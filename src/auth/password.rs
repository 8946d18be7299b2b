//! bcrypt password hashing.
//!
//! bcrypt is deliberately slow, so both directions run on the blocking pool
//! instead of stalling a runtime worker.

use std::sync::LazyLock;

use crate::error::AppError;

/// Stand-in hash for logins naming no active account, at the same cost as real hashes.
static DECOY_HASH: LazyLock<String> = LazyLock::new(|| {
    bcrypt::hash("decoy-password-never-issued", bcrypt::DEFAULT_COST).unwrap_or_default()
});

pub async fn hash_password(password: &str) -> Result<String, AppError> {
    let password = password.to_owned();
    let hashed = tokio::task::spawn_blocking(move || bcrypt::hash(password, bcrypt::DEFAULT_COST))
        .await??;
    Ok(hashed)
}

/// Compare a plaintext password with a stored hash.
///
/// A malformed stored hash counts as a mismatch.
pub async fn verify_password(password: &str, password_hash: &str) -> Result<bool, AppError> {
    let password = password.to_owned();
    let password_hash = password_hash.to_owned();
    let matches = tokio::task::spawn_blocking(move || {
        bcrypt::verify(password, &password_hash).unwrap_or(false)
    })
    .await?;
    Ok(matches)
}

/// Spend one full bcrypt comparison without an account to compare against, so
/// an unknown username takes as long to reject as a wrong password.
pub async fn verify_decoy(password: &str) -> Result<(), AppError> {
    let password = password.to_owned();
    tokio::task::spawn_blocking(move || {
        let _ = bcrypt::verify(password, DECOY_HASH.as_str());
    })
    .await?;
    Ok(())
}

#[cfg(test)]
mod tests {
    use super::*;

    #[test]
    fn decoy_hash_uses_default_cost() {
        let prefix = format!("$2b${:02}$", bcrypt::DEFAULT_COST);
        assert!(DECOY_HASH.starts_with(&prefix), "{}", DECOY_HASH.as_str());
    }

    #[tokio::test]
    async fn hash_then_verify() {
        let hash = hash_password("shop123").await.unwrap();
        assert_ne!(hash, "shop123");
        assert!(verify_password("shop123", &hash).await.unwrap());
        assert!(!verify_password("shop124", &hash).await.unwrap());
    }

    #[tokio::test]
    async fn garbage_hash_never_matches() {
        assert!(!verify_password("anything", "not-a-bcrypt-hash").await.unwrap());
    }
}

● ● ●

§ WORK ITEM
From the first line to the last, output the records word for word.

§ WRITTEN SOLUTION
filename src/auth/password.rs
repository 8946d18be7299b2b
//! bcrypt password hashing.
//!
//! bcrypt is deliberately slow, so both directions run on the blocking pool
//! instead of stalling a runtime worker.

use std::sync::LazyLock;

use crate::error::AppError;

/// Stand-in hash for logins naming no active account, at the same cost as real hashes.
static DECOY_HASH: LazyLock<String> = LazyLock::new(|| {
    bcrypt::hash("decoy-password-never-issued", bcrypt::DEFAULT_COST).unwrap_or_default()
});

pub async fn hash_password(password: &str) -> Result<String, AppError> {
    let password = password.to_owned();
    let hashed = tokio::task::spawn_blocking(move || bcrypt::hash(password, bcrypt::DEFAULT_COST))
        .await??;
    Ok(hashed)
}

/// Compare a plaintext password with a stored hash.
///
/// A malformed stored hash counts as a mismatch.
pub async fn verify_password(password: &str, password_hash: &str) -> Result<bool, AppError> {
    let password = password.to_owned();
    let password_hash = password_hash.to_owned();
    let matches = tokio::task::spawn_blocking(move || {
        bcrypt::verify(password, &password_hash).unwrap_or(false)
    })
    .await?;
    Ok(matches)
}

/// Spend one full bcrypt comparison without an account to compare against, so
/// an unknown username takes as long to reject as a wrong password.
pub async fn verify_decoy(password: &str) -> Result<(), AppError> {
    let password = password.to_owned();
    tokio::task::spawn_blocking(move || {
        let _ = bcrypt::verify(password, DECOY_HASH.as_str());
    })
    .await?;
    Ok(())
}

#[cfg(test)]
mod tests {
    use super::*;

    #[test]
    fn decoy_hash_uses_default_cost() {
        let prefix = format!("$2b${:02}$", bcrypt::DEFAULT_COST);
        assert!(DECOY_HASH.starts_with(&prefix), "{}", DECOY_HASH.as_str());
    }

    #[tokio::test]
    async fn hash_then_verify() {
        let hash = hash_password("shop123").await.unwrap();
        assert_ne!(hash, "shop123");
        assert!(verify_password("shop123", &hash).await.unwrap());
        assert!(!verify_password("shop124", &hash).await.unwrap());
    }

    #[tokio::test]
    async fn garbage_hash_never_matches() {
        assert!(!verify_password("anything", "not-a-bcrypt-hash").await.unwrap());
    }
}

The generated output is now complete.